Cells made permeable to nucleotides by treatment with ether synthesize DNA from exogenous deoxynucleoside triphosphates in a semi‐conservative fashion. The reaction proceeds from sites of previous synthesis on the chromosome, and not detectably from new sites. Short chains appear as precursors of long units and have a mean sedimentation coefficient of about 10 S in alkali, like Okazaki‐pieces when synthesized in the presence of 10 to 20 μM deoxynucleoside triphosphates, and of only 5 S when synthesized in the presence of 1 μM dNTP. Under the former conditions short chains contain not more than half of the newly synthesized DNA; under the latter conditions they can contain more than half, the remainder of the newly synthesized DNA being in long units.
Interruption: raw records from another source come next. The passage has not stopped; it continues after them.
//! The option model: a declarative per-family schema of choice, toggle and
//! text fields, plus the value store a presentation layer edits.
//!
//! The model never fails. An edit either applies, is rejected (prior value
//! kept), or names a field the family does not have. Free text is stored
//! untouched; trimming and fallback literals belong to each family's
//! normalize step.

use std::fmt::{Display, Formatter};

use indexmap::IndexMap;

use crate::families::Family;

/// A closed set of labelled values selectable for one field.
pub trait Choice: Copy + Default + 'static {
    const ALL: &'static [Self];

    fn label(self) -> &'static str;

    /// Short human-readable tip shown next to the label.
    fn description(self) -> &'static str;

    fn from_label(label: &str) -> Option<Self> {
        Self::ALL.iter().copied().find(|choice| choice.label() == label)
    }
}

/// A selectable label together with its tip.
#[derive(Debug, Clone, Copy, PartialEq, Eq)]
pub struct ChoiceInfo {
    pub label: &'static str,
    pub description: &'static str,
}

fn choice_table<T: Choice>() -> Vec<ChoiceInfo> {
    T::ALL
        .iter()
        .map(|choice| ChoiceInfo {
            label: choice.label(),
            description: choice.description(),
        })
        .collect()
}

#[derive(Debug, Clone, Copy)]
pub enum FieldKind {
    Choice {
        options: fn() -> Vec<ChoiceInfo>,
        default: &'static str,
    },
    Toggle {
        default: bool,
    },
    Text,
}

impl FieldKind {
    fn default_value(&self) -> Value {
        match self {
            FieldKind::Choice { default, .. } => Value::Choice(*default),
            FieldKind::Toggle { default } => Value::Toggle(*default),
            FieldKind::Text => Value::Text(String::new()),
        }
    }

    fn parse(&self, raw: &str) -> Option<Value> {
        match self {
            FieldKind::Choice { options, .. } => options()
                .into_iter()
                .find(|option| option.label.eq_ignore_ascii_case(raw.trim()))
                .map(|option| Value::Choice(option.label)),
            FieldKind::Toggle { .. } => parse_toggle(raw).map(Value::Toggle),
            FieldKind::Text => Some(Value::Text(raw.to_string())),
        }
    }
}

fn parse_toggle(raw: &str) -> Option<bool> {
    match raw.trim().to_ascii_lowercase().as_str() {
        "true" | "yes" | "on" | "1" => Some(true),
        "false" | "no" | "off" | "0" => Some(false),
        _ => None,
    }
}

/// One field of a family schema.
#[derive(Debug, Clone, Copy)]
pub struct FieldSpec {
    pub name: &'static str,
    pub kind: FieldKind,
    pub description: &'static str,
}

impl FieldSpec {
    pub fn choice<T: Choice>(name: &'static str, default: T, description: &'static str) -> Self {
        Self {
            name,
            kind: FieldKind::Choice {
                options: choice_table::<T>,
                default: default.label(),
            },
            description,
        }
    }

    pub fn toggle(name: &'static str, default: bool, description: &'static str) -> Self {
        Self {
            name,
            kind: FieldKind::Toggle { default },
            description,
        }
    }

    pub fn text(name: &'static str, description: &'static str) -> Self {
        Self {
            name,
            kind: FieldKind::Text,
            description,
        }
    }
}

impl Display for FieldSpec {
    fn fmt(&self, formatter: &mut Formatter<'_>) -> std::fmt::Result {
        write!(formatter, "`{}` ({})", self.name, self.description)
    }
}

#[derive(Debug, Clone, PartialEq, Eq)]
pub enum Value {
    Choice(&'static str),
    Toggle(bool),
    Text(String),
}

impl Display for Value {
    fn fmt(&self, formatter: &mut Formatter<'_>) -> std::fmt::Result {
        match self {
            Value::Choice(label) => formatter.write_str(label),
            Value::Toggle(enabled) => write!(formatter, "{enabled}"),
            Value::Text(text) => formatter.write_str(text),
        }
    }
}

/// What happened to a single edit.
#[derive(Debug, Clone, Copy, PartialEq, Eq)]
pub enum SetOutcome {
    Applied,
    /// The value is not legal for the field, the prior value was kept.
    Rejected,
    UnknownField,
}

/// The current inputs of one family.
#[derive(Debug, Clone, PartialEq, Eq)]
pub struct OptionModel {
    family: Family,
    values: IndexMap<&'static str, Value>,
}

impl OptionModel {
    /// Creates a model holding every field's declared default.
    pub fn new(family: Family) -> Self {
        let values = family
            .schema()
            .iter()
            .map(|spec| (spec.name, spec.kind.default_value()))
            .collect();

        Self { family, values }
    }

    pub fn family(&self) -> Family {
        self.family
    }

    pub fn set(&mut self, name: &str, raw: &str) -> SetOutcome {
        let schema = self.family.schema();
        let Some(spec) = schema.iter().find(|spec| spec.name == name) else {
            return SetOutcome::UnknownField;
        };

        match spec.kind.parse(raw) {
            Some(value) => {
                self.values.insert(spec.name, value);
                SetOutcome::Applied
            }
            None => SetOutcome::Rejected,
        }
    }

    pub fn get(&self, name: &str) -> Option<&Value> {
        self.values.get(name)
    }

    /// Reads a choice field, falling back to the type's default when the field
    /// is missing or holds another type's label.
    pub fn choice<T: Choice>(&self, name: &str) -> T {
        match self.values.get(name) {
            Some(Value::Choice(label)) => T::from_label(label).unwrap_or_default(),
            _ => T::default(),
        }
    }

    pub fn toggle(&self, name: &str) -> bool {
        matches!(self.values.get(name), Some(Value::Toggle(true)))
    }

    pub fn text(&self, name: &str) -> &str {
        match self.values.get(name) {
            Some(Value::Text(text)) => text.as_str(),
            _ => "",
        }
    }

    /// Restores every field to its declared default.
    pub fn reset(&mut self) {
        *self = Self::new(self.family);
    }

    /// Fields in schema order.
    pub fn iter(&self) -> impl Iterator<Item = (&'static str, &Value)> {
        self.values.iter().map(|(name, value)| (*name, value))
    }
}

#[cfg(test)]
mod tests {
    use super::*;
    use crate::families::archive::{Compression, Mode};

    #[test]
    fn test_new_model_holds_schema_defaults() {
        let model = OptionModel::new(Family::Archive);

        assert_eq!(model.family(), Family::Archive);
        assert_eq!(model.choice::<Mode>("mode"), Mode::Create);
        assert_eq!(model.choice::<Compression>("compression"), Compression::Gzip);
        assert!(model.toggle("verbose"));
        assert_eq!(model.text("archive"), "");
        assert_eq!(model.iter().count(), Family::Archive.schema().len());
    }

    #[test]
    fn test_set_choice() {
        let mut model = OptionModel::new(Family::Archive);

        assert_eq!(model.set("mode", "extract"), SetOutcome::Applied);
        assert_eq!(model.choice::<Mode>("mode"), Mode::Extract);

        // Labels are matched case-insensitively
        assert_eq!(model.set("compression", "XZ"), SetOutcome::Applied);
        assert_eq!(model.get("compression"), Some(&Value::Choice("xz")));
    }

    #[test]
    fn test_unrecognized_choice_keeps_prior_value() {
        let mut model = OptionModel::new(Family::Archive);
        model.set("mode", "list");

        assert_eq!(model.set("mode", "explode"), SetOutcome::Rejected);
        assert_eq!(model.choice::<Mode>("mode"), Mode::List);
    }

    #[test]
    fn test_set_toggle() {
        let mut model = OptionModel::new(Family::Archive);

        assert_eq!(model.set("verbose", "off"), SetOutcome::Applied);
        assert!(!model.toggle("verbose"));
        assert_eq!(model.set("verbose", "YES"), SetOutcome::Applied);
        assert!(model.toggle("verbose"));
        assert_eq!(model.set("verbose", "maybe"), SetOutcome::Rejected);
        assert!(model.toggle("verbose"));
    }

    #[test]
    fn test_text_is_stored_untrimmed() {
        let mut model = OptionModel::new(Family::Archive);

        assert_eq!(model.set("targets", "  src/ "), SetOutcome::Applied);
        assert_eq!(model.text("targets"), "  src/ ");
        assert_eq!(model.set("targets", ""), SetOutcome::Applied);
        assert_eq!(model.text("targets"), "");
    }

    #[test]
    fn test_unknown_field() {
        let mut model = OptionModel::new(Family::Archive);
        let before = model.clone();

        assert_eq!(model.set("bogus", "1"), SetOutcome::UnknownField);
        assert_eq!(model, before);
    }

    #[test]
    fn test_mismatched_accessors_fall_back() {
        let model = OptionModel::new(Family::Archive);

        assert!(!model.toggle("archive"));
        assert_eq!(model.text("verbose"), "");
        assert_eq!(model.choice::<Mode>("compression"), Mode::Create);
    }

    #[test]
    fn test_reset() {
        let mut model = OptionModel::new(Family::Archive);
        model.set("mode", "list");
        model.set("archive", "backup.tar");

        model.reset();

        assert_eq!(model, OptionModel::new(Family::Archive));
    }

    #[test]
    fn test_field_spec_display() {
        let spec = FieldSpec::toggle("verbose", true, "List files as they are processed");
        assert_eq!(format!("{spec}"), "`verbose` (List files as they are processed)");
    }
}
Nascent short chains labelled after several minutes of synthesis in the presence of 5‐bromodeoxyuridine 5′‐triphosphate at high deoxynucleoside triphosphate concentrations show bimodal density distribution in an alkaline Cs 2 SO 4 equilibrium gradient with peaks of material corresponding to the density of heavy single strands and almost light single strands, respectively. The implications of these findings are discussed. Judged from controls, repair synthesis was not a source of error in these experiments. In contrast with results reported for intact cells, ether‐treated polA 1 − (Kornberg‐polymerase deficient) cells join nascent short chains as efficiently as do polA + cells.